Between the slope and the wake of splash from the diving boards is a zone of relative calm—occasionally broken by a boy in a white T-shirt pinching his nose, gulping for breath, and penciling into the pool. And then, there are the jumpers: springing high off the glistening plank, posing in the air, and bursting into the water. Jumping like they have something to prove. Gainers, jack knifes, cannonballs, swan dives, belly flops. These boys are jumping with the pipe dream that the lifeguard will someday notice them. The lifeguard, posted up in her stilted lawn chair, does not notice any of their charming tricks. She is too busy playing with her ponytail and faintly blowing through her whistle. Occasionally, she drags her eyes across the scenery, lazily observing the adolescent social stratification that is expressed in the zones of the pool.

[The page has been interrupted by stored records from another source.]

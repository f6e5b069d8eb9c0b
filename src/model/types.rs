// src/model/types.rs
//! Serde node types for the project model document.

use serde::{Deserialize, Serialize};

/// Kind of a clustering participant. Fields appear only inside feature
/// sets, never as participants, so they carry no kind of their own.
#[derive(Debug, Clone, Copy, PartialEq, Eq, Hash, Serialize, Deserialize)]
pub enum EntityKind {
    Class,
    Method,
}

/// A field declaration on a class.
#[derive(Debug, Clone, Default, Serialize, Deserialize)]
pub struct FieldNode {
    pub name: String,
    /// Resolved class behind the field's declared type, when it names one.
    #[serde(default, skip_serializing_if = "Option::is_none")]
    pub type_class: Option<String>,
}

/// A class (or interface) node.
#[derive(Debug, Clone, Serialize, Deserialize)]
pub struct ClassNode {
    pub name: String,
    #[serde(default)]
    pub package: String,
    /// Direct superclass, when resolvable.
    #[serde(default, skip_serializing_if = "Option::is_none")]
    pub super_class: Option<String>,
    /// All direct supertypes.
    #[serde(default)]
    pub supers: Vec<String>,
    /// Directly implemented interfaces.
    #[serde(default)]
    pub interfaces: Vec<String>,
    /// Classes declared inside this one.
    #[serde(default)]
    pub nested: Vec<String>,
    #[serde(default)]
    pub fields: Vec<FieldNode>,
    #[serde(default)]
    pub anonymous: bool,
    #[serde(default)]
    pub interface: bool,
    #[serde(default = "default_true")]
    pub concrete: bool,
}

impl Default for ClassNode {
    fn default() -> Self {
        Self {
            name: String::new(),
            package: String::new(),
            super_class: None,
            supers: Vec::new(),
            interfaces: Vec::new(),
            nested: Vec::new(),
            fields: Vec::new(),
            anonymous: false,
            interface: false,
            concrete: true,
        }
    }
}

fn default_true() -> bool {
    true
}

/// A method node with its resolved body references.
///
/// Reference resolution happens in the upstream extractor; anything it
/// could not resolve is simply absent from these lists.
#[derive(Debug, Clone, Default, Serialize, Deserialize)]
pub struct MethodNode {
    pub name: String,
    /// Owning class.
    pub class: String,
    /// Direct super methods this one overrides.
    #[serde(default)]
    pub overrides: Vec<String>,
    /// Methods called anywhere in the body.
    #[serde(default)]
    pub calls: Vec<String>,
    /// Fields read or written anywhere in the body.
    #[serde(default)]
    pub reads: Vec<String>,
    /// Classes mentioned in the body (construction, casts, statics).
    #[serde(default)]
    pub mentions: Vec<String>,
}

/// The project model document: a closed graph of entity nodes with typed
/// edges, produced by an upstream extractor.
#[derive(Debug, Clone, Default, Serialize, Deserialize)]
pub struct ProjectModel {
    /// Project package names; the roots of the entity universe.
    #[serde(default)]
    pub packages: Vec<String>,
    #[serde(default)]
    pub classes: Vec<ClassNode>,
    #[serde(default)]
    pub methods: Vec<MethodNode>,
}
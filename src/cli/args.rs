// src/cli/args.rs
use clap::{Parser, Subcommand};
use std::path::PathBuf;

#[derive(Parser)]
#[command(name = "regroup", version, about = "Structural refactoring recommender")]
pub struct Cli {
    #[command(subcommand)]
    pub command: Commands,
}

#[derive(Subcommand)]
pub enum Commands {
    /// Cluster methods over classes and print refactoring recommendations
    Analyze {
        /// Project model document (JSON)
        #[arg(value_name = "MODEL")]
        model: PathBuf,
        /// Externally computed metrics table; stock calculators run when absent
        #[arg(long, value_name = "FILE")]
        metrics: Option<PathBuf>,
        /// Emit the full report as JSON
        #[arg(long)]
        json: bool,
        /// Include the all-pairs distance matrix
        #[arg(long)]
        matrix: bool,
        #[arg(long, short)]
        verbose: bool,
    },
    /// Print the metrics table for a project model
    Metrics {
        /// Project model document (JSON)
        #[arg(value_name = "MODEL")]
        model: PathBuf,
        /// Emit the table as JSON
        #[arg(long)]
        json: bool,
    },
}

The wizard waves his wand and turns a white van into an ice cream truck.
The ice cream man has the best job in the world. Driving from neighborhood to neighborhood, he’s a figure more universally beloved than Mr. Rogers and Bob Ross put together. Through the speakers of his repurposed maintenance van, he blares the happiest song in the world—a bubbly, incorruptible tune that’s a dog whistle for the young and old alike. But the children, unlike their parents, make no effort to contain their enthusiasm. Barefoot and penniless, they bust out of screen doors like sprinters from their marks. Their parents, a little more poised, follow behind with flip-flops and wallets to study the menu on the side of the truck: Nestlé Push-Up pops and Drumsticks, snow cones, and every other frozen delicacy ever concocted. The neighborhood forms a single-file line, weighing their options and waiting their turn.
When all orders are complete, the truck pulls away, leaving an impromptu block party in its dust. Families and friends are sitting on freshly mowed lawns, standing in quiet cul-de-sacs, or sitting on concrete stoops. Everyone is lost in the moment, savoring the sweetness of his or her purchase. There’s something so pure about the notion of an ice cream truck, sounding a siren not for an emergency but as an excuse to stop, gather, and eat some ice cream. It’s both iconically American and completely adverse to the breakneck pace of everyday life. But it feels like the exact dose of medicine that America needs. I, for one, would rather have the ice cream man conducting the affairs of our nation than the guy we’ve got now. The ice cream man has made his living on unity, not division. And he’s found the deeper wisdom in the old adage, “I scream, you scream, we all scream for ice cream.” He’s right. We all scream for ice cream. Even the most bitter, broken sap on the planet is starved for and screaming out for ice cream.